» **TRY IT**: In the listing below, find the line that contains "connection string (required)" and the line that contains "Rate limit for". Quote both and every line between them, exactly, and nothing more.

» **INPUT**:
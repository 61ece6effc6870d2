/// Configuration for the API server
///
/// Loaded from environment variables; a `.env` file is read first when present.
///
/// # Environment Variables
///
/// - `DATABASE_URL`: PostgreSQL connection string (required)
/// - `DATABASE_MAX_CONNECTIONS`: pool size (default: 10)
/// - `API_HOST`: host to bind to (default: 0.0.0.0)
/// - `API_PORT`: port to bind to (default: 8080)
/// - `JWT_SECRET`: JWT signing key, at least 32 characters (required)
/// - `BADGE_SECRET`: badge HMAC key, at least 32 characters (required)
/// - `CORS_ORIGINS`: comma-separated origins, `*` for any (default: `*`)
/// - `PRODUCTION`: enables HSTS (default: false)
/// - `WORKFLOW_TTL_MINUTES`: idle lifetime of a workflow session (default: 30)
/// - `IDENTIFY_RATE_PER_MINUTE`: identification calls per company per minute (default: 30)
///
/// # Example
///
/// ```no_run
/// use canteiro_api::config::Config;
///
/// # fn example() -> anyhow::Result<()> {
/// let config = Config::from_env()?;
/// println!("Server will listen on {}", config.bind_address());
/// # Ok(())
/// # }
/// ```

use serde::{Deserialize, Serialize};
use std::env;
use std::str::FromStr;

/// Minimum length for signing secrets
const MIN_SECRET_LEN: usize = 32;

/// Complete application configuration
#[derive(Debug, Clone, Serialize, Deserialize)]
pub struct Config {
    pub api: ApiConfig,
    pub database: DatabaseConfig,
    pub jwt: JwtConfig,
    pub badge: BadgeConfig,
    pub workflow: WorkflowConfig,
    pub identify: IdentifyConfig,
}

/// API server configuration
#[derive(Debug, Clone, Serialize, Deserialize)]
pub struct ApiConfig {
    pub host: String,
    pub port: u16,

    /// Allowed CORS origins; `*` allows any
    pub cors_origins: Vec<String>,

    /// Production mode turns on HSTS
    pub production: bool,
}

/// Database configuration
#[derive(Debug, Clone, Serialize, Deserialize)]
pub struct DatabaseConfig {
    pub url: String,
    pub max_connections: u32,
}

/// JWT configuration
#[derive(Debug, Clone, Serialize, Deserialize)]
pub struct JwtConfig {
    /// Generate with `openssl rand -hex 32`
    pub secret: String,
}

/// Badge hashing configuration
#[derive(Debug, Clone, Serialize, Deserialize)]
pub struct BadgeConfig {
    /// Rotating it invalidates every printed badge
    pub secret: String,
}

#[derive(Debug, Clone, Serialize, Deserialize)]
pub struct WorkflowConfig {
    pub ttl_minutes: i64,
}

/// Rate limit for `verify-qr-code` and `process-biometric`
#[derive(Debug, Clone, Serialize, Deserialize)]
pub struct IdentifyConfig {
    pub rate_per_minute: u32,
}

fn var_or<T>(name: &str, default: T) -> anyhow::Result<T>
where
    T: FromStr,
    T::Err: std::fmt::Display,
{
    match env::var(name) {
        Ok(value) => value
            .trim()
            .parse::<T>()
            .map_err(|e| anyhow::anyhow!("{} has an invalid value: {}", name, e)),
        Err(_) => Ok(default),
    }
}

fn required_secret(name: &str) -> anyhow::Result<String> {
    let secret = env::var(name).map_err(|_| anyhow::anyhow!("{} environment variable is required", name))?;
    if secret.len() < MIN_SECRET_LEN {
        anyhow::bail!("{} must be at least {} characters long", name, MIN_SECRET_LEN);
    }
    Ok(secret)
}

/// Splits a comma-separated origin list, dropping empty entries
pub fn parse_origins(raw: &str) -> Vec<String> {
    raw.split(',')
        .map(str::trim)
        .filter(|origin| !origin.is_empty())
        .map(str::to_string)
        .collect()
}

impl Config {
    /// Loads configuration from environment variables
    ///
    /// # Errors
    ///
    /// Returns an error if a required variable is missing, a secret is too short or a
    /// value does not parse.
    pub fn from_env() -> anyhow::Result<Self> {
        dotenvy::dotenv().ok();

        let database_url = env::var("DATABASE_URL")
            .map_err(|_| anyhow::anyhow!("DATABASE_URL environment variable is required"))?;

        let ttl_minutes: i64 = var_or("WORKFLOW_TTL_MINUTES", 30)?;
        if ttl_minutes < 1 {
            anyhow::bail!("WORKFLOW_TTL_MINUTES must be at least 1");
        }

        let rate_per_minute: u32 = var_or("IDENTIFY_RATE_PER_MINUTE", 30)?;
        if rate_per_minute == 0 {
            anyhow::bail!("IDENTIFY_RATE_PER_MINUTE must be at least 1");
        }

        let cors_origins = parse_origins(&env::var("CORS_ORIGINS").unwrap_or_else(|_| "*".to_string()));

        Ok(Self {
            api: ApiConfig {
                host: env::var("API_HOST").unwrap_or_else(|_| "0.0.0.0".to_string()),
                port: var_or("API_PORT", 8080)?,
                cors_origins,
                production: var_or("PRODUCTION", false)?,
            },
            database: DatabaseConfig {
                url: database_url,
                max_connections: var_or("DATABASE_MAX_CONNECTIONS", 10)?,
            },
            jwt: JwtConfig {
                secret: required_secret("JWT_SECRET")?,
            },
            badge: BadgeConfig {
                secret: required_secret("BADGE_SECRET")?,
            },
            workflow: WorkflowConfig { ttl_minutes },
            identify: IdentifyConfig { rate_per_minute },
        })
    }

    /// Returns the server bind address
    pub fn bind_address(&self) -> String {
        format!("{}:{}", self.api.host, self.api.port)
    }

    /// Idle lifetime of a workflow session
    pub fn workflow_ttl(&self) -> chrono::Duration {
        chrono::Duration::minutes(self.workflow.ttl_minutes)
    }

    /// Configuration for tests; never reads the environment
    pub fn for_tests(database_url: &str) -> Self {
        Self {
            api: ApiConfig {
                host: "127.0.0.1".to_string(),
                port: 0,
                cors_origins: vec!["*".to_string()],
                production: false,
            },
            database: DatabaseConfig {
                url: database_url.to_string(),
                max_connections: 5,
            },
            jwt: JwtConfig {
                secret: "test-jwt-secret-at-least-32-bytes-long".to_string(),
            },
            badge: BadgeConfig {
                secret: "test-badge-secret-at-least-32-bytes-long".to_string(),
            },
            workflow: WorkflowConfig { ttl_minutes: 30 },
            identify: IdentifyConfig { rate_per_minute: 30 },
        }
    }
}

#[cfg(test)]
mod tests {
    use super::*;

    #[test]
    fn test_bind_address() {
        let mut config = Config::for_tests("postgresql://localhost/test");
        config.api.port = 8080;

        assert_eq!(config.bind_address(), "127.0.0.1:8080");
    }

    #[test]
    fn test_workflow_ttl() {
        let config = Config::for_tests("postgresql://localhost/test");
        assert_eq!(config.workflow_ttl().num_minutes(), 30);
    }

    #[test]
    fn test_parse_origins() {
        assert_eq!(parse_origins("*"), vec!["*"]);
        assert_eq!(
            parse_origins("https://app.canteiro.app, https://admin.canteiro.app,"),
            vec!["https://app.canteiro.app", "https://admin.canteiro.app"]
        );
        assert!(parse_origins(" , ").is_empty());
    }

    #[test]
    fn test_test_secrets_meet_minimum() {
        let config = Config::for_tests("postgresql://localhost/test");
        assert!(config.jwt.secret.len() >= MIN_SECRET_LEN);
        assert!(config.badge.secret.len() >= MIN_SECRET_LEN);
    }
}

» **THE COMPLETED TASK**:
/// - `DATABASE_URL`: PostgreSQL connection string (required)
/// - `DATABASE_MAX_CONNECTIONS`: pool size (default: 10)
/// - `API_HOST`: host to bind to (default: 0.0.0.0)
/// - `API_PORT`: port to bind to (default: 8080)
/// - `JWT_SECRET`: JWT signing key, at least 32 characters (required)
/// - `BADGE_SECRET`: badge HMAC key, at least 32 characters (required)
/// - `CORS_ORIGINS`: comma-separated origins, `*` for any (default: `*`)
/// - `PRODUCTION`: enables HSTS (default: false)
/// - `WORKFLOW_TTL_MINUTES`: idle lifetime of a workflow session (default: 30)
/// - `IDENTIFY_RATE_PER_MINUTE`: identification calls per company per minute (default: 30)
///
/// # Example
///
/// ```no_run
/// use canteiro_api::config::Config;
///
/// # fn example() -> anyhow::Result<()> {
/// let config = Config::from_env()?;
/// println!("Server will listen on {}", config.bind_address());
/// # Ok(())
/// # }
/// ```

use serde::{Deserialize, Serialize};
use std::env;
use std::str::FromStr;

/// Minimum length for signing secrets
const MIN_SECRET_LEN: usize = 32;

/// Complete application configuration
#[derive(Debug, Clone, Serialize, Deserialize)]
pub struct Config {
    pub api: ApiConfig,
    pub database: DatabaseConfig,
    pub jwt: JwtConfig,
    pub badge: BadgeConfig,
    pub workflow: WorkflowConfig,
    pub identify: IdentifyConfig,
}

/// API server configuration
#[derive(Debug, Clone, Serialize, Deserialize)]
pub struct ApiConfig {
    pub host: String,
    pub port: u16,

    /// Allowed CORS origins; `*` allows any
    pub cors_origins: Vec<String>,

    /// Production mode turns on HSTS
    pub production: bool,
}

/// Database configuration
#[derive(Debug, Clone, Serialize, Deserialize)]
pub struct DatabaseConfig {
    pub url: String,
    pub max_connections: u32,
}

/// JWT configuration
#[derive(Debug, Clone, Serialize, Deserialize)]
pub struct JwtConfig {
    /// Generate with `openssl rand -hex 32`
    pub secret: String,
}

/// Badge hashing configuration
#[derive(Debug, Clone, Serialize, Deserialize)]
pub struct BadgeConfig {
    /// Rotating it invalidates every printed badge
    pub secret: String,
}

#[derive(Debug, Clone, Serialize, Deserialize)]
pub struct WorkflowConfig {
    pub ttl_minutes: i64,
}

/// Rate limit for `verify-qr-code` and `process-biometric`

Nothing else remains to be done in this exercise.